Yahoo! Developer Network Blog
« Previous | Main | Next »
September 22, 2008
SearchMonkey Support for RDFa Enabled
Yahoo! Search is now extracting RDFa data across the World Wide Web and making this information available to the public via SearchMonkey. RDFa is an open standard for embedding structured data directly in HTML. Along with our previous support for eRDF and a number of popular microformats, SearchMonkey now supports a wide variety of popular semantic technologies.
What is structured data, and why is structured data good for search? Traditional search engines crawl the web and extract what metadata they can: the page title, an autogenerated summary, the file size, the MIME-type, the last-updated date, and so on. However, this sort of analysis pales in comparison to what a human being can do simply by glancing at the page.

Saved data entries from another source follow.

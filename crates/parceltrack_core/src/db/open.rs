//! Connection bootstrap for the parcel tracker.
//!
//! # Responsibility
//! - Open file or in-memory SQLite connections.
//! - Apply the pragmas the repository layer relies on.
//! - Run schema migrations before handing the connection out.
//!
//! # Invariants
//! - Returned connections have a busy timeout configured, so concurrent
//!   writers over sibling connections wait instead of failing fast.
//! - Returned connections have every migration applied.

use super::migrations::apply_migrations;
use super::DbResult;
use log::{error, info};
use rusqlite::Connection;
use std::path::Path;
use std::time::{Duration, Instant};

const BUSY_TIMEOUT: Duration = Duration::from_secs(5);

/// Opens a SQLite database file and applies all pending migrations.
///
/// # Side effects
/// - Creates the database file when it does not exist yet.
/// - Emits `db_open` logging events with duration and status.
pub fn open_db(path: impl AsRef<Path>) -> DbResult<Connection> {
    let path = path.as_ref();
    open_connection("file", || Connection::open(path))
}

/// Opens a private in-memory database and applies all pending migrations.
///
/// # Side effects
/// - Emits `db_open` logging events with duration and status.
pub fn open_db_in_memory() -> DbResult<Connection> {
    open_connection("memory", Connection::open_in_memory)
}

fn open_connection(
    mode: &str,
    connect: impl FnOnce() -> rusqlite::Result<Connection>,
) -> DbResult<Connection> {
    let started_at = Instant::now();
    info!("event=db_open module=db status=start mode={mode}");

    let mut conn = match connect() {
        Ok(conn) => conn,
        Err(err) => {
            error!(
                "event=db_open module=db status=error mode={mode} duration_ms={} error_code=connect_failed error={err}",
                started_at.elapsed().as_millis()
            );
            return Err(err.into());
        }
    };

    if let Err(err) = prepare_connection(&mut conn) {
        error!(
            "event=db_open module=db status=error mode={mode} duration_ms={} error_code=prepare_failed error={err}",
            started_at.elapsed().as_millis()
        );
        return Err(err);
    }

    info!(
        "event=db_open module=db status=ok mode={mode} duration_ms={}",
        started_at.elapsed().as_millis()
    );
    Ok(conn)
}

fn prepare_connection(conn: &mut Connection) -> DbResult<()> {
    conn.execute_batch("PRAGMA foreign_keys = ON;")?;
    conn.busy_timeout(BUSY_TIMEOUT)?;
    apply_migrations(conn)?;
    Ok(())
}
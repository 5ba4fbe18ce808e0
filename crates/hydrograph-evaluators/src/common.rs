//! Helpers shared by the evaluators.

use hydrograph_core::keys::{get_domain, read_key};
use hydrograph_core::{ConfigError, Key, KeyTag, ParameterList, StateError};

/// The key an evaluator provides.
///
/// The store sets `"evaluator name"` to the field key when it builds an
/// evaluator from the field-evaluator list; that name wins. Otherwise
/// `"<basename> key"` is read, defaulting to `default` on `domain`.
pub(crate) fn output_key(
    plist: &ParameterList,
    domain: &str,
    basename: &str,
    default: &str,
) -> Result<Key, ConfigError> {
    if plist.is_parameter("evaluator name") {
        plist.get_str("evaluator name").map(Key::from)
    } else {
        read_key(plist, domain, basename, default)
    }
}

/// Domain for default dependency keys: `"domain name"` if given, else the
/// prefix of `"evaluator name"`.
pub(crate) fn domain_from(plist: &ParameterList) -> Result<String, ConfigError> {
    if plist.is_parameter("domain name") {
        return plist.get_str("domain name").map(str::to_string);
    }
    let name = plist.get_string_or("evaluator name", "")?;
    Ok(get_domain(&name).to_string())
}

pub(crate) fn eval_failed(evaluator: &str, reason: impl Into<String>) -> StateError {
    StateError::EvaluationFailed {
        evaluator: evaluator.to_string(),
        reason: reason.into(),
    }
}

pub(crate) fn unsupported(evaluator: &str, of: &KeyTag, wrt: &KeyTag) -> StateError {
    StateError::UnsupportedDerivative {
        evaluator: evaluator.to_string(),
        of: of.clone(),
        wrt: wrt.clone(),
    }
}
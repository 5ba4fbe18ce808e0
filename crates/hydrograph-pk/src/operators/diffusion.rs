//! Hybrid cell/face diffusion with a diagonal inner product and gravity.
//!
//! Each cell `c` and face `f` of that cell form a half-face with
//! transmissibility `T_cf = A_f / |x_f - x_c|`. The flux leaving `c`
//! through `f` is
//!
//! ```text
//! q_cf = k_cf * K_c * T_cf * ((u_c - u_f) + rho_c * g . (x_f - x_c))
//! ```
//!
//! where `K_c` is a cell coefficient (absolute permeability, thermal
//! conductivity), `k_cf` a half-face coefficient (upwinded relative
//! mobility, or one) and the gravity term is present only when a density
//! is set.
//!
//! Residual rows, in flat `[cells, faces]` order:
//!
//! | row | value |
//! |-----|-------|
//! | cell `c` | `sum_f q_cf` (net outflow) |
//! | face, interior or Neumann | `N_f * A_f - sum_c q_cf` |
//! | face, Dirichlet | `u_f - v_f` |
//!
//! Boundary faces marked [`BcKind::None`] behave as Neumann zero.

use std::sync::Arc;

use hydrograph_core::{CompositeVector, EntityKind, StateError};
use hydrograph_mesh::mesh::{distance, dot};
use hydrograph_mesh::{Mesh, Parallel, Point};
use nalgebra::{DMatrix, DVector};
use smallvec::SmallVec;

use crate::bc::{BcKind, BoundaryConditions};

/// Standard gravity, pointing down.
pub const GRAVITY: Point = [0.0, 0.0, -9.80665];

#[derive(Clone, Debug)]
struct HalfFace {
    cell: usize,
    face: usize,
    /// `+1` when the face normal points out of the cell.
    dir: f64,
    trans: f64,
    /// `g . (x_f - x_c)`, zero without gravity.
    g_dx: f64,
}

fn length_error(what: &str, expected: usize, got: usize) -> StateError {
    StateError::ShapeMismatch {
        reason: format!("{what}: expected {expected} values, got {got}"),
    }
}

A human can look at the words "Joe's Home Page" and infer, "ah, this page probably belongs to Joe," or look at an image and infer, "ah, that's probably a picture of Joe, the owner of the page." That's easy enough for humans... but what if the search engine could pick out this info and display it directly in the search result?
RDFa relies on using attributes to embed structured data in XHTML. These attributes are not valid in HTML 4, but the W3C has provided an XHTML DTD to validate against. The following example illustrates a simple home page marked up with RDFa data (in bold):
<?xml version="1.0" encoding="UTF-8"?>
<!DOCTYPE html PUBLIC "-//W3C//DTD XHTML+RDFa 1.0//EN"
"http://www.w3.org/MarkUp/DTD/xhtml-rdfa-1.dtd">
<html xmlns="http://www.w3.org/1999/xhtml"
xmlns:dc="http://purl.org/dc/elements/1.1/"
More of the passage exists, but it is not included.